TO DO: Find all lines in the records that include the word "models", and copy them out.

RECORDS SUPPLIED:
◇ ◇ ◇ ◇ ◇ ◇ ◇
use std::sync::Arc;

use blescout::{
    AlwaysAllowed, BleSession, BtleplugRadio, ScanStopReason, SessionConfig, SessionEvent,
    SettingsService,
};
use tokio::sync::mpsc;
use tracing::info;

/// Demo CLI: run one scan session and print what was found.
#[tokio::main]
async fn main() -> anyhow::Result<()> {
    let settings_service = SettingsService::new()?;
    let _logging_guard =
        blescout::infrastructure::logging::init_logger(&settings_service.get().log_settings)
            .map_err(|e| eprintln!("Failed to initialize logging: {}", e))
            .ok();

    info!("Starting blescout");

    let adapter = Arc::new(BtleplugRadio::new().await?);
    let (event_tx, mut event_rx) = mpsc::unbounded_channel();
    let session = BleSession::new(
        adapter,
        Arc::new(AlwaysAllowed),
        SessionConfig::from(settings_service.get()),
        event_tx,
    );

    session.start_scan().await?;

    while let Some(event) = event_rx.recv().await {
        match event {
            SessionEvent::DeviceDiscovered(record) => {
                println!(
                    "{:<24} {:<20} {:>4} dBm",
                    record.display_name(),
                    record.id,
                    record.rssi.map(|r| r.to_string()).unwrap_or_default()
                );
            }
            SessionEvent::ScanStopped(reason) => {
                if let ScanStopReason::Failed(e) = reason {
                    eprintln!("scan failed: {e}");
                }
                break;
            }
            _ => {}
        }
    }

    let devices = session.discovered_devices();
    println!("{} device(s) discovered", devices.len());
    Ok(())
}
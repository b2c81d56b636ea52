//! Core data model shared by the registry, scanner, lifecycle manager and
//! catalog cache.

use std::fmt;
use uuid::Uuid;

/// Stable identifier for a physical peripheral, derived from its address.
///
/// Equality on `DeviceId` is the membership key for every set and map in the
/// session manager.
#[derive(Debug, Clone, PartialEq, Eq, Hash, PartialOrd, Ord)]
pub struct DeviceId(String);

impl DeviceId {
    pub fn new(raw: impl Into<String>) -> Self {
        Self(raw.into())
    }

    pub fn as_str(&self) -> &str {
        &self.0
    }
}

impl fmt::Display for DeviceId {
    fn fmt(&self, f: &mut fmt::Formatter<'_>) -> fmt::Result {
        f.write_str(&self.0)
    }
}

impl From<&str> for DeviceId {
    fn from(raw: &str) -> Self {
        Self(raw.to_string())
    }
}

/// Opaque token for an established connection, minted by the radio backend.
/// Valid only for the lifetime of one connection epoch.
#[derive(Debug, Clone, Copy, PartialEq, Eq, Hash)]
pub struct ConnectionHandle(u64);

impl ConnectionHandle {
    pub fn new(raw: u64) -> Self {
        Self(raw)
    }

    pub fn raw(&self) -> u64 {
        self.0
    }
}

/// Opaque per-connection token identifying a discovered service.
#[derive(Debug, Clone, Copy, PartialEq, Eq, Hash)]
pub struct ServiceId(u32);

impl ServiceId {
    pub fn new(raw: u32) -> Self {
        Self(raw)
    }
}

/// What the session manager knows about one peripheral.
///
/// Created on first advertisement sighting; `handle` is populated only while
/// the device is connected.
#[derive(Debug, Clone, PartialEq, Eq)]
pub struct DeviceRecord {
    pub id: DeviceId,
    pub name: Option<String>,
    pub rssi: Option<i16>,
    pub handle: Option<ConnectionHandle>,
}

impl DeviceRecord {
    pub fn display_name(&self) -> &str {
        self.name.as_deref().unwrap_or("Unknown Device")
    }
}

/// One GATT service as reported by the radio backend.
#[derive(Debug, Clone, PartialEq, Eq)]
pub struct ServiceInfo {
    pub id: ServiceId,
    pub uuid: Uuid,
}

/// Property flags of a characteristic, mirroring what the backend advertises.
#[derive(Debug, Clone, Copy, Default, PartialEq, Eq)]
pub struct CharacteristicProps {
    pub read: bool,
    pub write: bool,
    pub write_without_response: bool,
    pub notify: bool,
    pub indicate: bool,
}

/// One characteristic within a service.
#[derive(Debug, Clone, PartialEq, Eq)]
pub struct CharacteristicInfo {
    pub uuid: Uuid,
    pub properties: CharacteristicProps,
}

/// One advertisement sighting as delivered by the radio backend.
#[derive(Debug, Clone, PartialEq, Eq)]
pub struct Advertisement {
    pub id: DeviceId,
    pub local_name: Option<String>,
    pub rssi: Option<i16>,
}

/// Power/authorization state of the underlying radio.
#[derive(Debug, Clone, Copy, Default, PartialEq, Eq)]
pub enum AdapterState {
    PoweredOn,
    PoweredOff,
    Unauthorized,
    #[default]
    Unknown,
}

/// Why a scan session ended.
#[derive(Debug, Clone, PartialEq, Eq)]
pub enum ScanStopReason {
    /// `stop()` was called.
    Stopped,
    /// The scan deadline elapsed.
    TimedOut,
    /// The radio reported an error mid-scan.
    Failed(String),
}

/// Notifications emitted by the session for observers (UI layers, logs).
#[derive(Debug, Clone)]
pub enum SessionEvent {
    AdapterStateChanged(AdapterState),
    ScanStarted,
    DeviceDiscovered(DeviceRecord),
    /// An already-listed device was sighted again (RSSI refresh).
    DeviceUpdated(DeviceRecord),
    ScanStopped(ScanStopReason),
    Connecting(DeviceId),
    Connected(DeviceId),
    ConnectFailed { id: DeviceId, reason: String },
    Disconnected(DeviceId),
}

/// Human-readable name for a handful of Bluetooth SIG assigned services.
///
/// 16-bit UUIDs usually arrive expanded to the base-UUID form
/// `0000xxxx-0000-1000-8000-00805f9b34fb`.
pub fn service_display_name(uuid: &Uuid) -> &'static str {
    let s = uuid.to_string();
    let short = if s.starts_with("0000") && s.ends_with("-0000-1000-8000-00805f9b34fb") {
        s[4..8].to_string()
    } else {
        s
    };

    match short.as_str() {
        "1800" => "Generic Access",
        "1801" => "Generic Attribute",
        "180a" => "Device Information",
        "180f" => "Battery Service",
        "1805" => "Current Time Service",
        "180d" => "Heart Rate",
        "1818" => "Cycling Power",
        "1816" => "Cycling Speed and Cadence",
        _ => "Custom Service",
    }
}

#[cfg(test)]
mod tests {
    use super::*;

    #[test]
    fn test_service_display_name() {
        let battery = Uuid::parse_str("0000180f-0000-1000-8000-00805f9b34fb").unwrap();
        assert_eq!(service_display_name(&battery), "Battery Service");

        let custom = Uuid::parse_str("4f63756c-7573-2054-6872-65656d6f7465").unwrap();
        assert_eq!(service_display_name(&custom), "Custom Service");
    }

    #[test]
    fn test_device_display_name() {
        let record = DeviceRecord {
            id: DeviceId::from("aa:bb:cc:dd:ee:ff"),
            name: None,
            rssi: Some(-60),
            handle: None,
        };
        assert_eq!(record.display_name(), "Unknown Device");
    }
}
//! Connection Lifecycle Manager
//!
//! Per-device state machine: idle → `Connecting` → `Ready` → disconnected.
//! At most one transition is in flight per device; attempts for distinct
//! devices run independently. Cancellation is cooperative: the intent is
//! recorded before the adapter is asked to abort, and the resulting failure
//! is swallowed instead of being surfaced to the caller.

use crate::domain::models::{ConnectionHandle, DeviceId, SessionEvent};
use crate::domain::registry::DeviceRegistry;
use crate::error::{AdapterError, SessionError};
use crate::infrastructure::adapter::RadioAdapter;
use crate::infrastructure::bluetooth::catalog::CatalogCache;
use crate::infrastructure::bluetooth::scanner::ScanController;
use parking_lot::Mutex;
use std::collections::HashMap;
use std::sync::Arc;
use tokio::sync::mpsc;
use tracing::{debug, info, warn};

/// How a connection attempt resolved when no error is surfaced.
#[derive(Debug, Clone, Copy, PartialEq, Eq)]
pub enum ConnectOutcome {
    /// The device is connected and fully enumerated.
    Ready,
    /// The caller cancelled the attempt; not an error.
    Cancelled,
}

enum Phase {
    Connecting { cancel_requested: bool },
    Ready,
}

/// Drives connect/cancel/disconnect for every device.
pub struct ConnectionLifecycleManager {
    adapter: Arc<dyn RadioAdapter>,
    registry: Arc<DeviceRegistry>,
    catalog: Arc<CatalogCache>,
    scanner: Arc<ScanController>,
    events: mpsc::UnboundedSender<SessionEvent>,
    stop_scan_on_connect: bool,
    phases: Mutex<HashMap<DeviceId, Phase>>,
}

impl ConnectionLifecycleManager {
    pub fn new(
        adapter: Arc<dyn RadioAdapter>,
        registry: Arc<DeviceRegistry>,
        catalog: Arc<CatalogCache>,
        scanner: Arc<ScanController>,
        events: mpsc::UnboundedSender<SessionEvent>,
        stop_scan_on_connect: bool,
    ) -> Self {
        Self {
            adapter,
            registry,
            catalog,
            scanner,
            events,
            stop_scan_on_connect,
            phases: Mutex::new(HashMap::new()),
        }
    }

    /// Connect to `id` and gate readiness on full service/characteristic
    /// enumeration.
    pub async fn connect(&self, id: &DeviceId) -> Result<ConnectOutcome, SessionError> {
        {
            let mut phases = self.phases.lock();
            match phases.get(id) {
                Some(Phase::Ready) => return Err(SessionError::AlreadyConnected(id.clone())),
                Some(Phase::Connecting { .. }) => {
                    return Err(SessionError::AttemptInProgress(id.clone()))
                }
                None => {}
            }
            if self.registry.is_connected(id) {
                return Err(SessionError::AlreadyConnected(id.clone()));
            }
            phases.insert(
                id.clone(),
                Phase::Connecting {
                    cancel_requested: false,
                },
            );
        }

        // Radio-attention policy: an attempt preempts scanning and the scan
        // is not resumed afterwards.
        if self.stop_scan_on_connect {
            self.scanner.stop();
        }

        info!(id = %id, "connecting");
        let _ = self.events.send(SessionEvent::Connecting(id.clone()));

        let handle = match self.adapter.connect(id).await {
            Ok(handle) => handle,
            Err(e) => return self.finish_failed(id, e),
        };

        // A cancel may have landed while the link came up. The attempt is
        // still treated as cancelled: tear the link down and report nothing.
        if self.cancel_was_requested(id) {
            return self.finish_late_cancel(id, handle).await;
        }

        if let Err(e) = self.enumeration_gate(handle).await {
            if let Err(e2) = self.adapter.disconnect(handle).await {
                debug!(id = %id, "teardown after failed enumeration failed: {e2}");
            }
            return self.finish_failed(id, e);
        }

        // The device stays cancellable for as long as it is Connecting, and
        // the gate can take a while; check the flag again before Ready.
        if self.cancel_was_requested(id) {
            return self.finish_late_cancel(id, handle).await;
        }

        if let Err(e) = self.registry.move_to_connected(id, handle) {
            self.phases.lock().remove(id);
            if let Err(e2) = self.adapter.disconnect(handle).await {
                debug!(id = %id, "teardown after registry rejection failed: {e2}");
            }
            return Err(e);
        }

        // Ready starts a fresh catalog epoch.
        self.catalog.open_epoch(id);
        self.phases.lock().insert(id.clone(), Phase::Ready);

        info!(id = %id, "device ready");
        let _ = self.events.send(SessionEvent::Connected(id.clone()));
        Ok(ConnectOutcome::Ready)
    }

    /// Request cancellation of an in-flight attempt. No-op when nothing is in
    /// flight.
    pub async fn cancel(&self, id: &DeviceId) {
        {
            let mut phases = self.phases.lock();
            match phases.get_mut(id) {
                Some(Phase::Connecting { cancel_requested }) => *cancel_requested = true,
                _ => {
                    debug!(id = %id, "no in-flight attempt, cancel is a no-op");
                    return;
                }
            }
        }

        // Intent is recorded before the abort request goes out, so whatever
        // failure the adapter reports for this attempt is suppressed.
        if let Err(e) = self.adapter.cancel_connect(id).await {
            debug!(id = %id, "cancel_connect reported: {e}");
        }
    }

    /// Disconnect a `Ready` device. Local bookkeeping is cleaned up even when
    /// the adapter call errors, otherwise the entry would be stuck forever.
    pub async fn disconnect(&self, id: &DeviceId) -> Result<(), SessionError> {
        let handle = self
            .registry
            .connection_handle(id)
            .ok_or_else(|| SessionError::NotConnected(id.clone()))?;

        if let Err(e) = self.adapter.disconnect(handle).await {
            warn!(id = %id, "adapter disconnect failed, dropping local state anyway: {e}");
        }

        self.registry.move_to_discoverable(id);
        self.catalog.discard(id);
        self.phases.lock().remove(id);

        info!(id = %id, "disconnected");
        let _ = self.events.send(SessionEvent::Disconnected(id.clone()));
        Ok(())
    }

    /// Whether `id` is in the `Ready` state.
    pub fn is_ready(&self, id: &DeviceId) -> bool {
        matches!(self.phases.lock().get(id), Some(Phase::Ready))
    }

    /// Readiness gate: the device counts as connected only once every service
    /// and characteristic has been walked. Results are discarded here; the
    /// catalog re-fetches lazily with its own memoization.
    async fn enumeration_gate(&self, handle: ConnectionHandle) -> Result<(), AdapterError> {
        let services = self.adapter.enumerate_services(handle).await?;
        for service in &services {
            self.adapter
                .enumerate_characteristics(handle, service.id)
                .await?;
        }
        Ok(())
    }

    /// Resolve an attempt whose link already came up when the cancel was
    /// noticed: tear the handle down and report `Cancelled`.
    async fn finish_late_cancel(
        &self,
        id: &DeviceId,
        handle: ConnectionHandle,
    ) -> Result<ConnectOutcome, SessionError> {
        if let Err(e) = self.adapter.disconnect(handle).await {
            debug!(id = %id, "teardown after late cancel failed: {e}");
        }
        self.phases.lock().remove(id);
        info!(id = %id, "connection attempt cancelled");
        Ok(ConnectOutcome::Cancelled)
    }

    fn cancel_was_requested(&self, id: &DeviceId) -> bool {
        matches!(
            self.phases.lock().get(id),
            Some(Phase::Connecting {
                cancel_requested: true
            })
        )
    }

    /// Resolve a failed attempt: suppressed if cancellation was requested,
    /// surfaced as `ConnectFailed` otherwise.
    fn finish_failed(
        &self,
        id: &DeviceId,
        source: AdapterError,
    ) -> Result<ConnectOutcome, SessionError> {
        let cancelled = matches!(
            self.phases.lock().remove(id),
            Some(Phase::Connecting {
                cancel_requested: true
            })
        );

        if cancelled {
            info!(id = %id, "connection attempt cancelled");
            Ok(ConnectOutcome::Cancelled)
        } else {
            warn!(id = %id, "connection failed: {source}");
            let _ = self.events.send(SessionEvent::ConnectFailed {
                id: id.clone(),
                reason: source.to_string(),
            });
            Err(SessionError::ConnectFailed {
                id: id.clone(),
                source,
            })
        }
    }
}
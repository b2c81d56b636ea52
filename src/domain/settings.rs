use serde::{Deserialize, Serialize};
use std::fs;
use std::path::PathBuf;
use std::time::Duration;

#[derive(Debug, Clone, Serialize, Deserialize)]
pub struct LogSettings {
    #[serde(default = "default_level")]
    pub level: String, // "trace", "debug", "info", "warn", "error"
    #[serde(default = "default_true")]
    pub file_logging_enabled: bool,
    #[serde(default = "default_true")]
    pub console_logging_enabled: bool,
    #[serde(default = "default_log_dir")]
    pub log_dir: String,
    #[serde(default = "default_prefix")]
    pub file_name_prefix: String,
    #[serde(default = "default_true")]
    pub show_target: bool,
    #[serde(default = "default_true")]
    pub ansi_colors: bool,
    #[serde(default = "default_rotation")]
    pub rotation: String, // "daily", "hourly", "minutely", "never"
}

impl Default for LogSettings {
    fn default() -> Self {
        Self {
            level: default_level(),
            file_logging_enabled: default_true(),
            console_logging_enabled: default_true(),
            log_dir: default_log_dir(),
            file_name_prefix: default_prefix(),
            show_target: default_true(),
            ansi_colors: default_true(),
            rotation: default_rotation(),
        }
    }
}

fn default_level() -> String {
    "info".to_string()
}
fn default_true() -> bool {
    true
}
fn default_log_dir() -> String {
    "logs".to_string()
}
fn default_prefix() -> String {
    "blescout".to_string()
}
fn default_rotation() -> String {
    "daily".to_string()
}

#[derive(Debug, Clone, Serialize, Deserialize)]
pub struct SessionSettings {
    /// How long a scan session runs before it is cut off.
    #[serde(default = "default_scan_timeout_ms")]
    pub scan_timeout_ms: u64,

    /// Stop any active scan when a connection attempt starts, to keep the
    /// radio's attention on the attempt. The scan is not resumed afterwards.
    #[serde(default = "default_true")]
    pub stop_scan_on_connect: bool,

    #[serde(default)]
    pub log_settings: LogSettings,
}

impl Default for SessionSettings {
    fn default() -> Self {
        Self {
            scan_timeout_ms: default_scan_timeout_ms(),
            stop_scan_on_connect: default_true(),
            log_settings: LogSettings::default(),
        }
    }
}

fn default_scan_timeout_ms() -> u64 {
    10_000
}

impl SessionSettings {
    pub fn scan_timeout(&self) -> Duration {
        Duration::from_millis(self.scan_timeout_ms)
    }
}

pub struct SettingsService {
    settings: SessionSettings,
    settings_path: PathBuf,
}

impl SettingsService {
    pub fn new() -> anyhow::Result<Self> {
        let settings_path = Self::get_settings_path()?;
        let settings = Self::load_from_file(&settings_path).unwrap_or_default();

        Ok(Self {
            settings,
            settings_path,
        })
    }

    fn get_settings_path() -> anyhow::Result<PathBuf> {
        let mut path = dirs::config_dir()
            .ok_or_else(|| anyhow::anyhow!("Could not determine config directory"))?;
        path.push("blescout");
        fs::create_dir_all(&path)?;
        path.push("settings.json");
        Ok(path)
    }

    fn load_from_file(path: &PathBuf) -> anyhow::Result<SessionSettings> {
        let contents = fs::read_to_string(path)?;
        let settings = serde_json::from_str(&contents)?;
        Ok(settings)
    }

    pub fn save(&self) -> anyhow::Result<()> {
        let json = serde_json::to_string_pretty(&self.settings)?;
        fs::write(&self.settings_path, json)?;
        Ok(())
    }

    pub fn get(&self) -> &SessionSettings {
        &self.settings
    }

    pub fn get_mut(&mut self) -> &mut SessionSettings {
        &mut self.settings
    }
}
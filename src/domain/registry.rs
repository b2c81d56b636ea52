//! Device Registry
//!
//! Single source of truth for which peripherals are currently discovered and
//! which are connected. A `DeviceId` is never present in both sets at once;
//! every mutation runs under one lock so readers always observe a consistent
//! pair of sets.

use crate::domain::models::{Advertisement, ConnectionHandle, DeviceId, DeviceRecord};
use crate::error::SessionError;
use parking_lot::Mutex;

/// Outcome of applying one advertisement to the discovered set.
#[derive(Debug, Clone, Copy, PartialEq, Eq)]
pub enum Sighting {
    /// First sighting, appended to the end of the discovered set.
    New,
    /// Already listed; RSSI refreshed in place, order unchanged.
    Updated,
    /// The device is connected, so the advertisement was discarded.
    IgnoredConnected,
}

#[derive(Default)]
struct Sets {
    // Insertion order doubles as display order, so both are Vecs.
    discovered: Vec<DeviceRecord>,
    connected: Vec<DeviceRecord>,
}

/// Authoritative discovered/connected membership.
#[derive(Default)]
pub struct DeviceRegistry {
    inner: Mutex<Sets>,
}

impl DeviceRegistry {
    pub fn new() -> Self {
        Self::default()
    }

    /// Apply one advertisement sighting in arrival order.
    ///
    /// Connected devices never re-enter the discovered set; repeat sightings
    /// only refresh the signal strength (last seen wins).
    pub fn observe_advertisement(&self, adv: &Advertisement) -> Sighting {
        let mut sets = self.inner.lock();

        if sets.connected.iter().any(|d| d.id == adv.id) {
            return Sighting::IgnoredConnected;
        }

        if let Some(existing) = sets.discovered.iter_mut().find(|d| d.id == adv.id) {
            existing.rssi = adv.rssi.or(existing.rssi);
            if existing.name.is_none() {
                existing.name = adv.local_name.clone();
            }
            return Sighting::Updated;
        }

        sets.discovered.push(DeviceRecord {
            id: adv.id.clone(),
            name: adv.local_name.clone(),
            rssi: adv.rssi,
            handle: None,
        });
        Sighting::New
    }

    /// Move a device into the connected set, removing it from the discovered
    /// set in the same critical section.
    pub fn move_to_connected(
        &self,
        id: &DeviceId,
        handle: ConnectionHandle,
    ) -> Result<(), SessionError> {
        let mut sets = self.inner.lock();

        if sets.connected.iter().any(|d| &d.id == id) {
            return Err(SessionError::AlreadyConnected(id.clone()));
        }

        let mut record = match sets.discovered.iter().position(|d| &d.id == id) {
            Some(pos) => sets.discovered.remove(pos),
            None => DeviceRecord {
                id: id.clone(),
                name: None,
                rssi: None,
                handle: None,
            },
        };
        record.handle = Some(handle);
        sets.connected.push(record);
        Ok(())
    }

    /// Remove a device from the connected set. It becomes rediscoverable only
    /// through a fresh advertisement, so it is not re-inserted anywhere.
    pub fn move_to_discoverable(&self, id: &DeviceId) -> Option<DeviceRecord> {
        let mut sets = self.inner.lock();
        let pos = sets.connected.iter().position(|d| &d.id == id)?;
        let mut record = sets.connected.remove(pos);
        record.handle = None;
        Some(record)
    }

    /// Drop all discovered (not connected) devices. Called when a new scan
    /// session opens.
    pub fn clear_discovered(&self) {
        self.inner.lock().discovered.clear();
    }

    /// Point-in-time ordered snapshot of the discovered set.
    pub fn discovered(&self) -> Vec<DeviceRecord> {
        self.inner.lock().discovered.clone()
    }

    /// Point-in-time ordered snapshot of the connected set.
    pub fn connected(&self) -> Vec<DeviceRecord> {
        self.inner.lock().connected.clone()
    }

    pub fn is_connected(&self, id: &DeviceId) -> bool {
        self.inner.lock().connected.iter().any(|d| &d.id == id)
    }

    /// The live connection handle for `id`, if it is connected.
    pub fn connection_handle(&self, id: &DeviceId) -> Option<ConnectionHandle> {
        self.inner
            .lock()
            .connected
            .iter()
            .find(|d| &d.id == id)
            .and_then(|d| d.handle)
    }

    /// The latest discovered record for `id`, if any.
    pub fn discovered_record(&self, id: &DeviceId) -> Option<DeviceRecord> {
        self.inner
            .lock()
            .discovered
            .iter()
            .find(|d| &d.id == id)
            .cloned()
    }
}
◇ ◇ ◇ ◇ ◇ ◇ ◇
RESPONSE TO THIS TASK:
use crate::domain::models::{ConnectionHandle, DeviceId, SessionEvent};
use crate::domain::models::{Advertisement, ConnectionHandle, DeviceId, DeviceRecord};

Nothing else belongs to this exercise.